The bygone year breached the 1.5°C global warming threshold, making it the warmest year on record. According to a report based on six datasets from the World Meteorological Organization (WMO), global temperatures remained more than 1.5°C above pre-industrial levels for over 90% of 2024. Adding to this alarming trend, global emissions continue to rise, further intensifying the climate crisis. Additionally, ocean heat content and sea levels have continued their upward trajectory, highlighting the ongoing and escalating impacts of climate change.

The COP29 highlighted that the challenge of energy transition is not macroeconomic in nature because, while global annual savings reached over USD 28 trillion in 2023, which is about 5–6 times higher than the funds required to fight climate change. However, most of these savings are concentrated in the Global North, whereas the need for climate finance is much greater in the Global South, which is poised for rapid growth. As a result, carbon emissions from these regions will rise significantly due to their increased energy consumption and industrial activity. Since climate change is a global problem, impacting everyone, it requires global cooperation for effective solutions.

Traditionally, climate finance has been perceived as a public sector endeavour on a  global scale. A diverse class of investors globally are eager to contribute towards the war against global warming, but they require credible local platforms to effectively channelize funds. India's ambitious plans, however, faced limitations due to the insufficient capacity of such institutions to match the agility, innovation, and profound understanding required. A significant void existed in sector understanding, hindering the flow of channelled capital into the sector.

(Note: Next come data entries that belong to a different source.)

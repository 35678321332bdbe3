//! # LedgerSync Outbox
//!
//! The durable, ordered log of pending mutations for LedgerSync.
//!
//! Every local write (create, update, delete of an entity record) appends
//! an [`OutboxOperation`] here. The sync engine later drains the queue in
//! priority order and applies each operation against the remote authority.
//!
//! ## Key Invariants
//!
//! - Enqueue is a local durable write and never blocks on the network
//! - Pending operations are fetched priority-descending, FIFO within a
//!   priority tier, so urgent operations go first without starving old
//!   low-priority ones
//! - Operations for the same record are applied in creation order
//! - A failed operation returns to `pending` while its retry budget lasts,
//!   then stays `failed` permanently
//! - Completed operations are retained for a cleanup window, then removed

#![deny(unsafe_code)]
#![warn(missing_docs)]

mod error;
mod operation;
mod queue;

pub use error::{OutboxError, OutboxResult};
pub use operation::{OperationId, OperationKind, OperationStatus, OutboxOperation};
pub use queue::{OutboxQueue, QueueStats, DEFAULT_HIGH_PRIORITY_THRESHOLD, DEFAULT_MAX_RETRIES};
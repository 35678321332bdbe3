//! Error types for the outbox queue.

use thiserror::Error;

/// Result type for outbox operations.
pub type OutboxResult<T> = Result<T, OutboxError>;

/// Errors that can occur in the outbox queue.
#[derive(Debug, Error)]
pub enum OutboxError {
    /// The underlying store failed. Fatal to the calling operation.
    #[error("store error: {0}")]
    Store(#[from] ledgersync_store::StoreError),

    /// The referenced operation does not exist.
    #[error("operation not found: {0}")]
    NotFound(String),

    /// A persisted row could not be decoded.
    #[error("corrupt outbox row {key}: {message}")]
    CorruptRow {
        /// Row key.
        key: String,
        /// Decode failure detail.
        message: String,
    },

    /// An operation row could not be encoded.
    #[error("encode error: {0}")]
    Encode(#[from] serde_json::Error),

    /// The requested status transition is not allowed.
    #[error("invalid transition for operation {id}: {from:?} -> {to:?}")]
    InvalidTransition {
        /// Operation id.
        id: String,
        /// Current status.
        from: crate::OperationStatus,
        /// Attempted status.
        to: crate::OperationStatus,
    },
}

#[cfg(test)]
mod tests {
    use super::*;
    use crate::OperationStatus;

    #[test]
    fn error_display() {
        let err = OutboxError::NotFound("op-1".into());
        assert!(err.to_string().contains("op-1"));

        let err = OutboxError::InvalidTransition {
            id: "op-2".into(),
            from: OperationStatus::Completed,
            to: OperationStatus::Processing,
        };
        assert!(err.to_string().contains("op-2"));
    }
}
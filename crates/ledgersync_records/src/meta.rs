//! Sync metadata carried by every entity record.

use serde::{Deserialize, Serialize};

/// Synchronization state of a record.
#[derive(Debug, Clone, Copy, PartialEq, Eq, Hash, Serialize, Deserialize)]
#[serde(rename_all = "snake_case")]
pub enum SyncStatus {
    /// Local mutation not yet accepted by the remote.
    Pending,
    /// Remote has accepted the latest local state.
    Synced,
    /// Sync failed permanently; needs user attention.
    Error,
    /// Remote reported a version conflict; needs explicit resolution.
    Conflict,
}

impl Default for SyncStatus {
    fn default() -> Self {
        SyncStatus::Pending
    }
}

/// Client-side identity and sync bookkeeping for a record.
///
/// `offline_id` is assigned locally, is permanent, and is never reused.
/// `server_id` appears once the remote accepts the record. `version`
/// starts at 1 and is bumped on every local mutation; the remote uses it
/// for optimistic concurrency checks.
#[derive(Debug, Clone, Default, PartialEq, Serialize, Deserialize)]
pub struct SyncMeta {
    /// Client-assigned unique identifier.
    pub offline_id: String,
    /// Remote-assigned identifier, set on first successful sync.
    pub server_id: Option<String>,
    /// Local mutation counter, starting at 1.
    pub version: u32,
    /// Current synchronization state.
    #[serde(default)]
    pub sync_status: SyncStatus,
    /// Message from the last permanent sync failure.
    pub error_message: Option<String>,
    /// Tombstone flag; deleted records stay syncable.
    #[serde(default)]
    pub deleted: bool,
    /// Creation time, epoch milliseconds.
    pub created_at: u64,
    /// Last local mutation time, epoch milliseconds.
    pub updated_at: u64,
}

Tata Capital's Role in Cleantech Finance Space

Tata Capital Limited (TCL), the flagship financial services company of the Tata Group, has been instrumental in this space. TCL's Cleantech Finance arm has established itself as an ideal intermediary to connect global climate funds with Indian climate projects and companies. Climate finance was traditionally seen as a public sector initiative. However, TCL has successfully made it more appealing for increased capital participation. Over the last six years, TCL's Cleantech Finance arm has consistently maintained a return on assets (RoA) of around 3%, attracting numerous lenders to join in the cleantech sector. The company's Cleantech Finance division has disbursed more than double of its total portfolio (disbursed over `350 billion and a portfolio of over `140 billion (as of 31 December 2024), setting a framework for other players to enter in the segment.

TCL has successfully steered climate financing through its Cleantech Financing arm by mainstreaming the cleantech sector through private capital by delivering tailored solutions during the early stages of development. As of December 2024, over 500 projects have been sanctioned in cleantech segment. TCL takes pride in its commitment to take calls to fund nascent technologies to mainstream them, which may not be appealing to traditional banks and financial institutions. It is working aggressively to develop markets for emerging sectors such as electric vehicles, solar rooftop, energy efficiency, waste to biogas, green hydrogen, green ammonia, biofuels and water treatment. In each of these sectors, Tata Capital has actively supported emerging climate startups that are debt-ready and have developed viable business models.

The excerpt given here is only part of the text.